§ Task goal: The records below are split into lines. How many of those lines contain the string "entries"? Reply with the number only.

▼

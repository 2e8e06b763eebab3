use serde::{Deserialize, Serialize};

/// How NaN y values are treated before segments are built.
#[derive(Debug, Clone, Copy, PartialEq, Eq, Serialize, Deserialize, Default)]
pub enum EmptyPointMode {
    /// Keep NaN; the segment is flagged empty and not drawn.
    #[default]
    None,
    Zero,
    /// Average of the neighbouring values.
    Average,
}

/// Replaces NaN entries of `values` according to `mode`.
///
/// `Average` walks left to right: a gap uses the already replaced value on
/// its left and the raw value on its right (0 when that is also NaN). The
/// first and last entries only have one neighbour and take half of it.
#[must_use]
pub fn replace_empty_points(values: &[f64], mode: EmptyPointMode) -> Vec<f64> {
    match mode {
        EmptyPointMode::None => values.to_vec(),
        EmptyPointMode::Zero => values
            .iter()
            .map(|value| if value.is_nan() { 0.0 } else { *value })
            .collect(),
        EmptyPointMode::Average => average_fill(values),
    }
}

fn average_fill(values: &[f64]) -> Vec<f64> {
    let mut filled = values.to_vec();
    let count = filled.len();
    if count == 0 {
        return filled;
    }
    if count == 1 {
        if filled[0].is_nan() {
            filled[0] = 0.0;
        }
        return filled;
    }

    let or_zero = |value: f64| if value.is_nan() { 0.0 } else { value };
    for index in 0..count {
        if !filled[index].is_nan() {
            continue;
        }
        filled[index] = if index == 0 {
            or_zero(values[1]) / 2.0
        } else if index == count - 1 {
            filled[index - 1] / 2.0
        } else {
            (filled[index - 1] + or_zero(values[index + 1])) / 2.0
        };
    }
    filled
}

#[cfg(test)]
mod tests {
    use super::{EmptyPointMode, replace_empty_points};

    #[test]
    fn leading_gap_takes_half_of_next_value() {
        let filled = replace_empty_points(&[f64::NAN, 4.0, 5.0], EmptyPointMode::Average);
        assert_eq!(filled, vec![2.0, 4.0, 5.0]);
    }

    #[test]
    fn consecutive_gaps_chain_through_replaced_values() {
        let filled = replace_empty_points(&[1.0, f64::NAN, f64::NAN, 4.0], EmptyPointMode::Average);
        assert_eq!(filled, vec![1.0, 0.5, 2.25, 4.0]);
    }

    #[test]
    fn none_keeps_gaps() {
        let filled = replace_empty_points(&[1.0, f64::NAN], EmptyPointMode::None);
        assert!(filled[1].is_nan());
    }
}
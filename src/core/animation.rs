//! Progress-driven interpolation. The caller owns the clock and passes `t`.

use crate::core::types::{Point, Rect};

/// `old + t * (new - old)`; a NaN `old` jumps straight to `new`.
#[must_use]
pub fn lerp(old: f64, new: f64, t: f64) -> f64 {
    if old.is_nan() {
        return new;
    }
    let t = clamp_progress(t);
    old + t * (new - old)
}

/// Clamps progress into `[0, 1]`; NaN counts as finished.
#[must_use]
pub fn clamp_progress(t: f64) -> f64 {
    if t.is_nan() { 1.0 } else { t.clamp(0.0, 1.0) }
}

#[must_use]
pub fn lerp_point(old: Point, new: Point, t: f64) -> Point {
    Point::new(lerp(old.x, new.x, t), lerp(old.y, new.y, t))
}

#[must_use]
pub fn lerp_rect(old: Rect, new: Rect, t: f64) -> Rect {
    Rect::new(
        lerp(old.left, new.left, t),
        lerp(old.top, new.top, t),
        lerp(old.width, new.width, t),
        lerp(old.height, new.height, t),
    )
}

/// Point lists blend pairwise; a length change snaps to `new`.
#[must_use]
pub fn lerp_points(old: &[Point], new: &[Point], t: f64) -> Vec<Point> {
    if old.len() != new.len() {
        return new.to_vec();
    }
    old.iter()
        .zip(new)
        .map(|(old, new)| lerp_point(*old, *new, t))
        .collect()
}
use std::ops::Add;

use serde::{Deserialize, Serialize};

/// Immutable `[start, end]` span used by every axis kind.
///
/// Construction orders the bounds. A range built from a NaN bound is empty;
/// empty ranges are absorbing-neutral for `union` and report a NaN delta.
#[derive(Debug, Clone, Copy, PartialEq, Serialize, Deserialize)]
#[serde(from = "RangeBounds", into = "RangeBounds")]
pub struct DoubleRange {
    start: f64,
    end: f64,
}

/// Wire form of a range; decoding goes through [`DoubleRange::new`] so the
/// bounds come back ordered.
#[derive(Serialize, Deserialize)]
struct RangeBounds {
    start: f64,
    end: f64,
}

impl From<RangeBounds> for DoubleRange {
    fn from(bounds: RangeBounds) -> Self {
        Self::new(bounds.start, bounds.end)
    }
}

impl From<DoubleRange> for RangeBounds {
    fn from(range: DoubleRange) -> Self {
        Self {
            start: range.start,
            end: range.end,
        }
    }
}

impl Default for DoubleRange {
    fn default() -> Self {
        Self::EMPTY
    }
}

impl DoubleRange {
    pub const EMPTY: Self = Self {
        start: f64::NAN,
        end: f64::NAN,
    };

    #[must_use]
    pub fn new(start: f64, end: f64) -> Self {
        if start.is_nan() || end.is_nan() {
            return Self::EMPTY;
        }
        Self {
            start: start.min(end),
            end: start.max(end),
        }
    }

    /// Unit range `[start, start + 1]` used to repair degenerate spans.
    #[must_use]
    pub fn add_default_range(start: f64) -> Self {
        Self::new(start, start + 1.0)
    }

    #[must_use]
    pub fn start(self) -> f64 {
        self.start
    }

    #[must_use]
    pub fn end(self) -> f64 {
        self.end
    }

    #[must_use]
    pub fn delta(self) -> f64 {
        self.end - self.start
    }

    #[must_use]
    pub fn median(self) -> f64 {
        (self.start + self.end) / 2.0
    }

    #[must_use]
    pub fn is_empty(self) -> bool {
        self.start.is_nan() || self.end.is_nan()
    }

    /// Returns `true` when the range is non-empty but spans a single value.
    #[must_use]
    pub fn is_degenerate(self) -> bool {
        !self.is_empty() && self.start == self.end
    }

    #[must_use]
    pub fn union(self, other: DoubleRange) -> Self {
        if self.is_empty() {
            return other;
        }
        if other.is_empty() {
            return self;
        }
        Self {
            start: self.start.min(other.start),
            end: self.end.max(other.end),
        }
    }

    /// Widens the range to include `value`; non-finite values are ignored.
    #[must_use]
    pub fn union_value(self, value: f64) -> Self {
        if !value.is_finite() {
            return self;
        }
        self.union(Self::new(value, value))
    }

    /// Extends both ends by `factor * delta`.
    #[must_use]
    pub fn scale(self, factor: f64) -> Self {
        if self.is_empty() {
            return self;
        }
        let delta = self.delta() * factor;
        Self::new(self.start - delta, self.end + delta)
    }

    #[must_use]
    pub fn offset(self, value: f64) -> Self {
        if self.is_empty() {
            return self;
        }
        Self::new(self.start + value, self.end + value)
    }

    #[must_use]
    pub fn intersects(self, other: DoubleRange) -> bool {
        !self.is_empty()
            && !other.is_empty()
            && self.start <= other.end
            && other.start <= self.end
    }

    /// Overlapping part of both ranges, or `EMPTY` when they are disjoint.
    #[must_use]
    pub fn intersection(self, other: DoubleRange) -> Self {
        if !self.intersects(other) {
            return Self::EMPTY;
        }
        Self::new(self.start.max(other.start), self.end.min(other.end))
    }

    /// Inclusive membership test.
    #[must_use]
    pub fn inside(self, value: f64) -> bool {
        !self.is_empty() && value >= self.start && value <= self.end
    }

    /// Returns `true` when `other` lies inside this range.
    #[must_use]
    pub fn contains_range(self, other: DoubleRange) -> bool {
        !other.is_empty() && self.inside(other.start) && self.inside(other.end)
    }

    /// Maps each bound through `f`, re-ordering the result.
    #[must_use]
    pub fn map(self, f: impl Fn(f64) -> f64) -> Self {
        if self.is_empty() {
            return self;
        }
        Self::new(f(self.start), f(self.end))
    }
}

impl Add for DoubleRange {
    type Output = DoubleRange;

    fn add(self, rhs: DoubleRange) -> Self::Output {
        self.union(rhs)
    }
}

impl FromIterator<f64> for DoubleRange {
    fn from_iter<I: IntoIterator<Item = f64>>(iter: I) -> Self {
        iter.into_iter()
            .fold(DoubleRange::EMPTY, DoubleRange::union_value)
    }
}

▲

§ Response below: 2